Thousands of pounds have been raised in memory of the former government minister James Brokenshire.
Less than 24 hours after the page was announced on Friday, more than £12,000 had been pledged by the public to the Roy Castle Lung Cancro Foundation.
On the fundraising page, the family said: “Great people leave a huge and lasting legacy. James Brokenshire MP wanted to make a permanent difference to other people’s battles against lung cancer.”
They asked people to donate to the “excellent work of the Roy Castle Lung Foundation in lieu of flowers”.
Following Brokenshire’s death, Boris Johnson led tributes to him as the “nicest, kindest and most unassuming of politicians”.
Brokenshire, the Conservative MP for Old Bexley and Sidcup, who previously served as Northern Ireland secretary and security minister, announced he had been diagnosed with lung cancer in 2018 and underwent surgery to remove the upper lobe of his right lung.
Al tempo, Brokenshire, a non-smoker, said he had been prompted to see his GP after coughing up a small amount of blood.
He became vocal in calling for national screening for lung cancer, and in April 2018 used a debate in parliament to call for a national programme to improve poor survival rates.
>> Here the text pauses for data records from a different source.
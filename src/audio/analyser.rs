//! Analysis node shared between the audio thread and the UI.
//!
//! The audio source pushes every rendered block into a fixed-size window of
//! recent mono samples; the visualizer copies that window out once per frame.
//! The two sides do not coordinate beyond the mutex, so a frame may mix two
//! blocks. That is fine for a picture.

use std::collections::VecDeque;
use std::sync::atomic::{AtomicBool, Ordering};
use std::sync::{Arc, Mutex};

/// Shared state of one analyser.
struct AnalyserShared {
    window: Mutex<VecDeque<f32>>,
    size: usize,
    /// Output context state. Cleared when the session that feeds us ends.
    running: AtomicBool,
}

/// Cloneable handle to a time-domain analysis buffer.
#[derive(Clone)]
pub struct Analyser {
    shared: Arc<AnalyserShared>,
}

impl Analyser {
    /// Creates an analyser holding the most recent `size` samples (silence at first).
    pub fn new(size: usize) -> Self {
        let size = size.max(1);
        Self {
            shared: Arc::new(AnalyserShared {
                window: Mutex::new(std::iter::repeat(0.0).take(size).collect()),
                size,
                running: AtomicBool::new(true),
            }),
        }
    }

    /// Number of samples in the window.
    pub fn size(&self) -> usize {
        self.shared.size
    }

    /// Appends a stereo block, mixed down to mono.
    pub fn push_stereo(&self, left: &[f32], right: &[f32]) {
        let Ok(mut window) = self.shared.window.lock() else {
            return;
        };
        for (l, r) in left.iter().zip(right) {
            if window.len() == self.shared.size {
                window.pop_front();
            }
            window.push_back((l + r) * 0.5);
        }
    }

    /// Copies the newest samples as unsigned bytes, 128 meaning silence.
    ///
    /// Follows the Web Audio `getByteTimeDomainData` mapping:
    /// `128 * (1 + sample)`, clamped to 0..=255. Writes `min(out.len(), size)`
    /// samples and returns that count.
    pub fn time_domain_bytes(&self, out: &mut [u8]) -> usize {
        let Ok(window) = self.shared.window.lock() else {
            return 0;
        };
        let count = out.len().min(window.len());
        let skip = window.len() - count;
        for (slot, sample) in out.iter_mut().zip(window.iter().skip(skip)) {
            *slot = sample_to_byte(*sample);
        }
        count
    }

    /// Whether the output context feeding this analyser is still running.
    pub fn is_running(&self) -> bool {
        self.shared.running.load(Ordering::Acquire)
    }

    /// Marks the output context as closed.
    pub fn close(&self) {
        self.shared.running.store(false, Ordering::Release);
    }
}

impl std::fmt::Debug for Analyser {
    fn fmt(&self, f: &mut std::fmt::Formatter<'_>) -> std::fmt::Result {
        f.debug_struct("Analyser")
            .field("size", &self.shared.size)
            .field("running", &self.is_running())
            .finish()
    }
}

/// Two handles are equal when they share the same buffer.
impl PartialEq for Analyser {
    fn eq(&self, other: &Self) -> bool {
        Arc::ptr_eq(&self.shared, &other.shared)
    }
}

/// Converts a sample in [-1, 1] to the 0..=255 byte scale.
pub fn sample_to_byte(sample: f32) -> u8 {
    (128.0 * (1.0 + sample)).clamp(0.0, 255.0) as u8
}

#[cfg(test)]
mod tests {
    use super::*;

    #[test]
    fn test_silence_is_centered() {
        let analyser = Analyser::new(8);
        let mut out = [0u8; 8];
        assert_eq!(analyser.time_domain_bytes(&mut out), 8);
        assert!(out.iter().all(|&b| b == 128));
    }

    #[test]
    fn test_byte_mapping_clamps() {
        assert_eq!(sample_to_byte(0.0), 128);
        assert_eq!(sample_to_byte(-1.0), 0);
        assert_eq!(sample_to_byte(1.0), 255);
        assert_eq!(sample_to_byte(3.0), 255);
        assert_eq!(sample_to_byte(-0.5), 64);
    }

    #[test]
    fn test_window_keeps_newest_samples() {
        let analyser = Analyser::new(4);
        analyser.push_stereo(&[0.5, 0.5, 0.5], &[0.5, 0.5, 0.5]);
        analyser.push_stereo(&[-1.0, -1.0], &[-1.0, -1.0]);

        let mut out = [0u8; 4];
        analyser.time_domain_bytes(&mut out);
        assert_eq!(out, [192, 192, 0, 0]);
    }

    #[test]
    fn test_short_output_gets_latest() {
        let analyser = Analyser::new(4);
        analyser.push_stereo(&[0.0, 0.0, 0.0, -1.0], &[0.0, 0.0, 0.0, -1.0]);
        let mut out = [7u8; 2];
        assert_eq!(analyser.time_domain_bytes(&mut out), 2);
        assert_eq!(out, [128, 0]);
    }

    #[test]
    fn test_close_is_visible_to_clones() {
        let analyser = Analyser::new(4);
        let ui_side = analyser.clone();
        assert!(ui_side.is_running());
        analyser.close();
        assert!(!ui_side.is_running());
    }

    #[test]
    fn test_equality_is_identity() {
        let analyser = Analyser::new(4);
        assert_eq!(analyser, analyser.clone());
        assert_ne!(analyser, Analyser::new(4));
    }
}
//! Waveform visualizer state.
//!
//! Once a player reports `Start`, the visualizer pulls one time-domain frame
//! from the analyser per UI frame. It stops when the output context closes.

use crate::audio::Analyser;

/// Per-frame sampling of an analyser.
#[derive(Debug, Default)]
pub struct Visualizer {
    analyser: Option<Analyser>,
    frame: Vec<u8>,
    frames_pulled: u64,
}

impl Visualizer {
    pub fn new() -> Self {
        Self::default()
    }

    /// Begins sampling `analyser`. Called on the player's `Start` event.
    pub fn start(&mut self, analyser: Analyser) {
        self.frame = vec![128; analyser.size()];
        self.analyser = Some(analyser);
        self.frames_pulled = 0;
    }

    /// Stops sampling and keeps the last frame on screen.
    pub fn stop(&mut self) {
        self.analyser = None;
    }

    pub fn is_active(&self) -> bool {
        self.analyser.is_some()
    }

    /// Pulls a new frame if the output context is still running.
    ///
    /// Returns whether a frame was pulled.
    pub fn tick(&mut self) -> bool {
        let Some(analyser) = &self.analyser else {
            return false;
        };
        if !analyser.is_running() {
            tracing::debug!(frames = self.frames_pulled, "output closed, visualizer stopped");
            self.analyser = None;
            return false;
        }

        analyser.time_domain_bytes(&mut self.frame);
        self.frames_pulled += 1;
        true
    }

    /// The most recent frame (empty before the first start).
    pub fn frame(&self) -> &[u8] {
        &self.frame
    }

    pub fn frames_pulled(&self) -> u64 {
        self.frames_pulled
    }
}

/// Maps a frame to line vertices in a `width` x `height` canvas.
///
/// Samples are spread evenly across the width; a byte `v` lands at
/// `v / 128 * height / 2`, so 128 (silence) is the vertical centre.
pub fn waveform_points(samples: &[u8], width: f64, height: f64) -> Vec<(f64, f64)> {
    if samples.is_empty() {
        return Vec::new();
    }

    let slice_width = width / samples.len() as f64;
    samples
        .iter()
        .enumerate()
        .map(|(i, &sample)| {
            let v = sample as f64 / 128.0;
            (i as f64 * slice_width, v * height / 2.0)
        })
        .collect()
}
//! Recording engine for tests.

use crate::audio::{Analyser, EngineFactory, EngineOptions, PlayerEvent, SoundFontId, SynthEngine};
use crate::error::{PlayerError, Result};
use crate::midi::MidiClip;
use std::sync::mpsc::{self, Receiver};
use std::sync::{Arc, Mutex};
use std::time::{Duration, Instant};

/// An engine call, as recorded.
#[derive(Debug, Clone, PartialEq, Eq)]
pub enum Call {
    WaitForReady,
    /// Length of the SoundFont data.
    LoadSoundFont(usize),
    ProgramSelect {
        channel: u8,
        sfont: i32,
        bank: u16,
        preset: u8,
    },
    NoteOn {
        channel: u8,
        key: u8,
        velocity: u8,
    },
    NoteOff {
        channel: u8,
        key: u8,
    },
    StartPlayer(String),
}

#[derive(Clone)]
struct Behaviour {
    not_ready: Option<String>,
    soundfont_result: i32,
    program_select_error: Option<String>,
    /// Events sent as soon as a player starts.
    script: Vec<PlayerEvent>,
    /// Keep the player's sender alive after the script.
    hold_player: bool,
}

type Log = Arc<Mutex<Vec<(Call, Instant)>>>;

/// Factory producing [`MockEngine`]s that share one call log.
#[derive(Clone)]
pub struct MockFactory {
    log: Log,
    behaviour: Behaviour,
    held: Arc<Mutex<Vec<mpsc::Sender<PlayerEvent>>>>,
    dropped: Arc<Mutex<Option<Instant>>>,
}

impl MockFactory {
    pub fn new() -> Self {
        Self {
            log: Arc::default(),
            behaviour: Behaviour {
                not_ready: None,
                soundfont_result: 1,
                program_select_error: None,
                script: vec![PlayerEvent::Start, PlayerEvent::End],
                hold_player: false,
            },
            held: Arc::default(),
            dropped: Arc::default(),
        }
    }

    pub fn not_ready(mut self, reason: &str) -> Self {
        self.behaviour.not_ready = Some(reason.to_string());
        self
    }

    pub fn soundfont_result(mut self, raw: i32) -> Self {
        self.behaviour.soundfont_result = raw;
        self
    }

    pub fn program_select_error(mut self, reason: &str) -> Self {
        self.behaviour.program_select_error = Some(reason.to_string());
        self
    }

    pub fn player_script(mut self, script: Vec<PlayerEvent>) -> Self {
        self.behaviour.script = script;
        self
    }

    /// Leaves the player running (sender kept) after its script.
    pub fn hold_player(mut self) -> Self {
        self.behaviour.hold_player = true;
        self
    }

    /// Sends an event from a held player.
    pub fn emit(&self, event: PlayerEvent) {
        for sender in self.held.lock().unwrap().iter() {
            let _ = sender.send(event.clone());
        }
    }

    /// Drops held players, ending their event streams.
    pub fn release_players(&self) {
        self.held.lock().unwrap().clear();
    }

    pub fn calls(&self) -> Vec<Call> {
        self.log.lock().unwrap().iter().map(|(c, _)| c.clone()).collect()
    }

    /// Time between the first note-on and the first note-off.
    pub fn note_gap(&self) -> Option<Duration> {
        let log = self.log.lock().unwrap();
        let on = log.iter().find(|(c, _)| matches!(c, Call::NoteOn { .. }))?.1;
        let off = log.iter().find(|(c, _)| matches!(c, Call::NoteOff { .. }))?.1;
        Some(off.duration_since(on))
    }

    pub fn note_off_at(&self) -> Option<Instant> {
        let log = self.log.lock().unwrap();
        log.iter()
            .find(|(c, _)| matches!(c, Call::NoteOff { .. }))
            .map(|(_, at)| *at)
    }

    /// When the last engine was dropped.
    pub fn dropped_at(&self) -> Option<Instant> {
        *self.dropped.lock().unwrap()
    }
}

impl EngineFactory for MockFactory {
    fn create(&self, options: EngineOptions) -> Box<dyn SynthEngine> {
        Box::new(MockEngine {
            log: Arc::clone(&self.log),
            behaviour: self.behaviour.clone(),
            held: Arc::clone(&self.held),
            dropped: Arc::clone(&self.dropped),
            analyser: options.analyser,
        })
    }
}

pub struct MockEngine {
    log: Log,
    behaviour: Behaviour,
    held: Arc<Mutex<Vec<mpsc::Sender<PlayerEvent>>>>,
    dropped: Arc<Mutex<Option<Instant>>>,
    analyser: Option<Analyser>,
}

impl MockEngine {
    fn record(&self, call: Call) {
        self.log.lock().unwrap().push((call, Instant::now()));
    }
}

impl SynthEngine for MockEngine {
    fn wait_for_ready(&mut self) -> Result<()> {
        self.record(Call::WaitForReady);
        match &self.behaviour.not_ready {
            Some(reason) => Err(PlayerError::EngineNotReady(reason.clone())),
            None => Ok(()),
        }
    }

    fn load_soundfont(&mut self, data: &[u8]) -> i32 {
        self.record(Call::LoadSoundFont(data.len()));
        self.behaviour.soundfont_result
    }

    fn program_select(
        &mut self,
        channel: u8,
        sfont: SoundFontId,
        bank: u16,
        preset: u8,
    ) -> Result<()> {
        self.record(Call::ProgramSelect {
            channel,
            sfont: sfont.as_i32(),
            bank,
            preset,
        });
        match &self.behaviour.program_select_error {
            Some(reason) => Err(PlayerError::Player(reason.clone())),
            None => Ok(()),
        }
    }

    fn note_on(&mut self, channel: u8, key: u8, velocity: u8) {
        self.record(Call::NoteOn {
            channel,
            key,
            velocity,
        });
    }

    fn note_off(&mut self, channel: u8, key: u8) {
        self.record(Call::NoteOff { channel, key });
    }

    fn start_player(&mut self, clip: &MidiClip) -> Result<Receiver<PlayerEvent>> {
        self.record(Call::StartPlayer(clip.name().to_string()));
        let (sender, receiver) = mpsc::channel();
        for event in &self.behaviour.script {
            let _ = sender.send(event.clone());
        }
        if self.behaviour.hold_player {
            self.held.lock().unwrap().push(sender);
        }
        Ok(receiver)
    }

    fn analyser(&self) -> Option<&Analyser> {
        self.analyser.as_ref()
    }
}

impl Drop for MockEngine {
    fn drop(&mut self) {
        if let Some(analyser) = &self.analyser {
            analyser.close();
        }
        if let Ok(mut dropped) = self.dropped.lock() {
            *dropped = Some(Instant::now());
        }
    }
}
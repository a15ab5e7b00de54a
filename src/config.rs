//! Player configuration.
//!
//! Defaults reproduce the classic demo: General MIDI piano (bank 0,
//! preset 0) on channel 0, middle C at velocity 100, held for one second.
//! A JSON file can override any subset of the fields.

use anyhow::{Context, Result};
use serde::{Deserialize, Serialize};
use std::path::Path;
use std::time::Duration;

/// A small general-purpose SoundFont used when no local file is selected.
pub const DEFAULT_SOUNDFONT_URL: &str =
    "https://cdn.jsdelivr.net/gh/jet2jet/js-synthesizer@1.1.0/test/soundfonts/GeneralUser_gs_mini.sf2";

/// Runtime configuration, loadable from JSON.
#[derive(Debug, Clone, PartialEq, Serialize, Deserialize)]
#[serde(default)]
pub struct Config {
    /// SoundFont fetched in note mode when no local file was chosen.
    /// `None` disables the fallback.
    pub soundfont_url: Option<String>,
    /// MIDI channel used for the test note (0-15).
    pub channel: u8,
    /// SoundFont bank number.
    pub bank: u16,
    /// Preset (program) number within the bank.
    pub preset: u8,
    /// MIDI note number of the test note. 60 = C4.
    pub note: u8,
    /// Note velocity (0-127).
    pub velocity: u8,
    /// How long the test note is held before note-off.
    pub note_hold_ms: u64,
    /// Synthesis sample rate in Hz.
    pub sample_rate: u32,
    /// Number of samples exposed to the waveform visualizer.
    pub analyser_size: usize,
    /// Silence rendered after the last event so releases can ring out.
    pub release_tail_ms: u64,
}

impl Default for Config {
    fn default() -> Self {
        Self {
            soundfont_url: Some(DEFAULT_SOUNDFONT_URL.to_string()),
            channel: 0,
            bank: 0,
            preset: 0,
            note: 60,
            velocity: 100,
            note_hold_ms: 1000,
            sample_rate: 44100,
            analyser_size: 2048,
            release_tail_ms: 2000,
        }
    }
}

impl Config {
    /// Loads a configuration file. Missing fields keep their defaults.
    pub fn load<P: AsRef<Path>>(path: P) -> Result<Self> {
        let path = path.as_ref();
        let text = std::fs::read_to_string(path)
            .with_context(|| format!("Failed to read config: {}", path.display()))?;
        Self::from_json(&text).with_context(|| format!("Invalid config: {}", path.display()))
    }

    /// Parses a configuration from JSON text.
    pub fn from_json(text: &str) -> Result<Self> {
        Ok(serde_json::from_str(text)?)
    }

    /// Hold duration of the test note.
    pub fn note_hold(&self) -> Duration {
        Duration::from_millis(self.note_hold_ms)
    }

    /// Release tail appended to offline renders.
    pub fn release_tail(&self) -> Duration {
        Duration::from_millis(self.release_tail_ms)
    }
}
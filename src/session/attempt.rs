//! One playback attempt, from engine start to the end of playback.
//!
//! The steps run strictly in order on a worker thread. Progress goes back to
//! the controller as [`AttemptUpdate`]s. Every exit path, including errors,
//! ends with [`AttemptUpdate::Closed`].

use super::{NoteRequest, SynthSession, Transition};
use crate::audio::{Analyser, EngineFactory, EngineOptions, PlayerEvent};
use crate::error::{PlayerError, Result};
use crate::loader::SoundFontSource;
use crate::midi::{note_to_name, MidiClip};
use std::sync::mpsc::{self, Receiver, Sender};
use std::sync::Arc;
use std::time::Duration;

/// What the attempt plays once the SoundFont is loaded.
#[derive(Debug, Clone)]
pub enum PlaybackKind {
    /// A single note from the request.
    Note,
    /// A MIDI file, played through the engine's player.
    File(MidiClip),
}

/// Everything one attempt needs, handed over by the controller.
#[derive(Debug, Clone)]
pub struct AttemptPlan {
    pub soundfont: SoundFontSource,
    /// Instrument (and, in note mode, the note) to play.
    pub request: NoteRequest,
    pub kind: PlaybackKind,
    pub engine: EngineOptions,
    /// How long the engine stays up after the last note ends, so releases
    /// ring out.
    pub release_tail: Duration,
}

/// Progress reported by a running attempt.
#[derive(Debug, Clone, PartialEq)]
pub enum AttemptUpdate {
    Status(String),
    Transition(Transition),
    /// A lifecycle event forwarded from the MIDI player.
    Player(PlayerEvent),
    /// The output context the session is bound to.
    Output(Analyser),
    /// The attempt's worker is done. Always the last update.
    Closed,
}

/// Sends `Closed` when dropped, whatever way the attempt ends.
struct CloseGuard {
    updates: Sender<AttemptUpdate>,
}

impl Drop for CloseGuard {
    fn drop(&mut self) {
        let _ = self.updates.send(AttemptUpdate::Closed);
    }
}

/// Runs `plan` on a new worker thread.
pub fn spawn_attempt(factory: Arc<dyn EngineFactory>, plan: AttemptPlan) -> Receiver<AttemptUpdate> {
    let (updates, receiver) = mpsc::channel();
    std::thread::spawn(move || run_attempt(factory.as_ref(), plan, updates));
    receiver
}

/// Runs one attempt on the current thread.
///
/// Errors are not returned: they become a status message and a `Fail`
/// transition, then the attempt closes like any other.
pub fn run_attempt(factory: &dyn EngineFactory, plan: AttemptPlan, updates: Sender<AttemptUpdate>) {
    let _guard = CloseGuard {
        updates: updates.clone(),
    };
    let reporter = Reporter { updates };

    if let Err(e) = drive(factory, plan, &reporter) {
        tracing::error!("playback attempt failed: {}", e);
        let _ = reporter.status(format!("Error during playback: {}", e));
        let _ = reporter.transition(Transition::Fail);
    }
}

struct Reporter {
    updates: Sender<AttemptUpdate>,
}

impl Reporter {
    /// Fails once the controller stops listening, which ends the attempt.
    fn send(&self, update: AttemptUpdate) -> Result<()> {
        self.updates
            .send(update)
            .map_err(|_| PlayerError::Unexpected("controller went away".to_string()))
    }

    fn status(&self, message: impl Into<String>) -> Result<()> {
        self.send(AttemptUpdate::Status(message.into()))
    }

    fn transition(&self, transition: Transition) -> Result<()> {
        self.send(AttemptUpdate::Transition(transition))
    }
}

fn drive(factory: &dyn EngineFactory, plan: AttemptPlan, reporter: &Reporter) -> Result<()> {
    reporter.status("Initializing synthesizer...")?;
    let mut session = SynthSession::initialize(factory, plan.engine)?;
    if let Some(analyser) = session.analyser() {
        reporter.send(AttemptUpdate::Output(analyser.clone()))?;
    }
    reporter.transition(Transition::EngineReady)?;
    reporter.status("Synthesizer engine ready. Creating session...")?;

    reporter.status(format!(
        "Loading SoundFont from: {}...",
        plan.soundfont.describe()
    ))?;
    let id = session.load_soundfont(&plan.soundfont)?;
    session.select_instrument(&plan.request)?;
    reporter.transition(Transition::SoundFontLoaded)?;

    match plan.kind {
        PlaybackKind::Note => {
            let request = plan.request;
            reporter.status(format!(
                "SoundFont loaded (ID: {}). Playing {}...",
                id,
                note_to_name(request.note)
            ))?;
            reporter.transition(Transition::PlaybackStarted)?;

            let secs = request.hold.as_secs_f64();
            let mut held = Ok(());
            session.play_note(&request, || {
                held = reporter.status(format!(
                    "Playing... Note will stop in {} second{}.",
                    secs,
                    if secs == 1.0 { "" } else { "s" }
                ));
            });
            held?;

            reporter.status("Playback finished. Ready to play again.")?;
            reporter.transition(Transition::PlaybackEnded)?;
        }
        PlaybackKind::File(clip) => {
            reporter.status(format!(
                "SoundFont loaded (ID: {}). Starting MIDI playback...",
                id
            ))?;
            let events = session.play_file(&clip)?;
            follow_player(&events, reporter)?;
        }
    }

    // The session must outlive the last note-off for the release to sound.
    std::thread::sleep(plan.release_tail);

    tracing::info!("playback attempt finished");
    Ok(())
}

/// Forwards player events until the player ends or fails.
fn follow_player(events: &Receiver<PlayerEvent>, reporter: &Reporter) -> Result<()> {
    loop {
        let event = events.recv().map_err(|_| {
            PlayerError::Player("player stopped without finishing".to_string())
        })?;
        let last = !matches!(event, PlayerEvent::Start);
        if let PlayerEvent::Error(message) = &event {
            tracing::error!("MIDI player error: {}", message);
        }
        reporter.send(AttemptUpdate::Player(event))?;
        if last {
            return Ok(());
        }
    }
}

#[cfg(test)]
mod tests {
    use super::*;
    use crate::config::Config;
    use crate::loader::ResourceBuffer;
    use crate::midi::clip::fixtures;
    use crate::session::mock::{Call, MockFactory};

    fn plan(kind: PlaybackKind) -> AttemptPlan {
        let mut request = NoteRequest::from_config(&Config::default());
        request.hold = Duration::from_millis(10);
        AttemptPlan {
            soundfont: SoundFontSource::Buffer(ResourceBuffer::new("gm.sf2", vec![0; 4])),
            request,
            kind,
            engine: EngineOptions {
                sample_rate: 44100,
                analyser: None,
            },
            release_tail: Duration::ZERO,
        }
    }

    fn run(factory: &MockFactory, plan: AttemptPlan) -> Vec<AttemptUpdate> {
        let (updates, receiver) = mpsc::channel();
        run_attempt(factory, plan, updates);
        receiver.try_iter().collect()
    }

    fn statuses(updates: &[AttemptUpdate]) -> Vec<&str> {
        updates
            .iter()
            .filter_map(|u| match u {
                AttemptUpdate::Status(s) => Some(s.as_str()),
                _ => None,
            })
            .collect()
    }

    #[test]
    fn test_note_attempt_reports_each_step() {
        let factory = MockFactory::new();
        let updates = run(&factory, plan(PlaybackKind::Note));

        assert_eq!(
            statuses(&updates),
            vec![
                "Initializing synthesizer...",
                "Synthesizer engine ready. Creating session...",
                "Loading SoundFont from: gm.sf2...",
                "SoundFont loaded (ID: 1). Playing C4...",
                "Playing... Note will stop in 0.01 seconds.",
                "Playback finished. Ready to play again.",
            ]
        );
        assert_eq!(updates.last(), Some(&AttemptUpdate::Closed));
        assert!(updates.contains(&AttemptUpdate::Transition(Transition::PlaybackEnded)));

        let offs = factory
            .calls()
            .into_iter()
            .filter(|c| matches!(c, Call::NoteOff { channel: 0, key: 60 }))
            .count();
        assert_eq!(offs, 1);
    }

    #[test]
    fn test_sentinel_fails_attempt_and_still_closes() {
        let factory = MockFactory::new().soundfont_result(-1);
        let updates = run(&factory, plan(PlaybackKind::Note));

        let last_status = statuses(&updates).last().copied().unwrap();
        assert!(last_status.starts_with("Error during playback: failed to load SoundFont from gm.sf2"));
        assert!(updates.contains(&AttemptUpdate::Transition(Transition::Fail)));
        assert!(!updates.contains(&AttemptUpdate::Transition(Transition::SoundFontLoaded)));
        assert_eq!(updates.last(), Some(&AttemptUpdate::Closed));
        assert!(!factory
            .calls()
            .iter()
            .any(|c| matches!(c, Call::NoteOn { .. })));
    }

    #[test]
    fn test_engine_not_ready_fails_attempt() {
        let factory = MockFactory::new().not_ready("no audio device");
        let updates = run(&factory, plan(PlaybackKind::Note));
        assert!(statuses(&updates)
            .iter()
            .any(|s| s.contains("no audio device")));
        assert_eq!(updates.last(), Some(&AttemptUpdate::Closed));
    }

    #[test]
    fn test_file_attempt_forwards_player_events() {
        let factory = MockFactory::new();
        let clip = MidiClip::from_buffer(&fixtures::one_note_buffer()).unwrap();
        let updates = run(&factory, plan(PlaybackKind::File(clip)));

        let player: Vec<_> = updates
            .iter()
            .filter(|u| matches!(u, AttemptUpdate::Player(_)))
            .cloned()
            .collect();
        assert_eq!(
            player,
            vec![
                AttemptUpdate::Player(PlayerEvent::Start),
                AttemptUpdate::Player(PlayerEvent::End)
            ]
        );
        assert!(factory
            .calls()
            .contains(&Call::StartPlayer("one-note.mid".to_string())));
        assert_eq!(updates.last(), Some(&AttemptUpdate::Closed));
    }

    #[test]
    fn test_vanished_player_is_an_error() {
        let factory = MockFactory::new().player_script(vec![PlayerEvent::Start]);
        let clip = MidiClip::from_buffer(&fixtures::one_note_buffer()).unwrap();
        let updates = run(&factory, plan(PlaybackKind::File(clip)));

        assert!(statuses(&updates)
            .iter()
            .any(|s| s.contains("player stopped without finishing")));
        assert!(updates.contains(&AttemptUpdate::Transition(Transition::Fail)));
    }

    #[test]
    fn test_spawned_attempt_closes() {
        let factory: Arc<dyn EngineFactory> = Arc::new(MockFactory::new());
        let receiver = spawn_attempt(factory, plan(PlaybackKind::Note));
        let updates: Vec<_> = receiver.iter().collect();
        assert_eq!(updates.last(), Some(&AttemptUpdate::Closed));
    }

    #[test]
    fn test_failed_program_select_fails_attempt() {
        let factory = MockFactory::new().program_select_error("sample rate out of range");
        let updates = run(&factory, plan(PlaybackKind::Note));

        let last_status = statuses(&updates).last().copied().unwrap();
        assert_eq!(
            last_status,
            "Error during playback: player error: sample rate out of range"
        );
        assert!(updates.contains(&AttemptUpdate::Transition(Transition::Fail)));
        assert!(!updates.contains(&AttemptUpdate::Transition(Transition::PlaybackEnded)));
        assert_eq!(updates.last(), Some(&AttemptUpdate::Closed));
        assert!(!factory
            .calls()
            .iter()
            .any(|c| matches!(c, Call::NoteOn { .. })));
    }

    #[test]
    fn test_engine_outlives_note_by_release_tail() {
        let factory = MockFactory::new();
        let mut plan = plan(PlaybackKind::Note);
        plan.release_tail = Duration::from_millis(40);
        run(&factory, plan);

        let note_off = factory.note_off_at().unwrap();
        let dropped = factory.dropped_at().unwrap();
        assert!(dropped.duration_since(note_off) >= Duration::from_millis(40));
    }

    #[test]
    fn test_engine_outlives_player_end_by_release_tail() {
        let factory = MockFactory::new();
        let clip = MidiClip::from_buffer(&fixtures::one_note_buffer()).unwrap();
        let mut plan = plan(PlaybackKind::File(clip));
        plan.release_tail = Duration::from_millis(40);

        let started = std::time::Instant::now();
        run(&factory, plan);
        assert!(factory.dropped_at().unwrap().duration_since(started) >= Duration::from_millis(40));
    }

    #[test]
    fn test_unreachable_url_fails_attempt() {
        let factory = MockFactory::new();
        let mut plan = plan(PlaybackKind::Note);
        plan.soundfont = SoundFontSource::Url("http://127.0.0.1:9/x.sf2".to_string());
        let updates = run(&factory, plan);

        assert!(statuses(&updates).contains(&"Loading SoundFont from: http://127.0.0.1:9/x.sf2..."));
        let last_status = statuses(&updates).last().copied().unwrap();
        assert!(last_status.starts_with("Error during playback: could not fetch http://127.0.0.1:9/x.sf2"));
        assert!(updates.contains(&AttemptUpdate::Transition(Transition::Fail)));
        assert_eq!(updates.last(), Some(&AttemptUpdate::Closed));
        assert!(!factory
            .calls()
            .iter()
            .any(|c| matches!(c, Call::LoadSoundFont(_))));
    }

    #[test]
    fn test_bound_output_is_reported() {
        let factory = MockFactory::new();
        let analyser = Analyser::new(16);
        let clip = MidiClip::from_buffer(&fixtures::one_note_buffer()).unwrap();
        let mut plan = plan(PlaybackKind::File(clip));
        plan.engine.analyser = Some(analyser.clone());
        let updates = run(&factory, plan);

        let output = updates.iter().position(|u| *u == AttemptUpdate::Output(analyser.clone()));
        let start = updates
            .iter()
            .position(|u| *u == AttemptUpdate::Player(PlayerEvent::Start));
        assert!(output.unwrap() < start.unwrap());
        assert!(!analyser.is_running());
    }
}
Brokenshire said much stigma surrounded lung cancer, with many people incorrectly believing it was caused only by smoking.
He also backed efforts by Tessa Jowell, who died in May 2018 after suffering a glioblastoma multiforme brain tumour, for more experimental treatments to be available on the NHS.
In January he had a recurrence of a tumour and later said the “somewhat troublesome” lung had been removed by surgeons at Guy’s hospital in south London.
tuttavia, in August he confirmed his lung cancer had “progressed” and that he was starting a new line of treatment.
Brokenshire’s family said he had been in hospital since last Sunday and that his condition had rapidly deteriorated.
On the fundraising page, his loved ones described him as an “indefatigable campaigner for better lung cancer screening”, adding that he “was clear that the stigma of lung cancer should be removed”.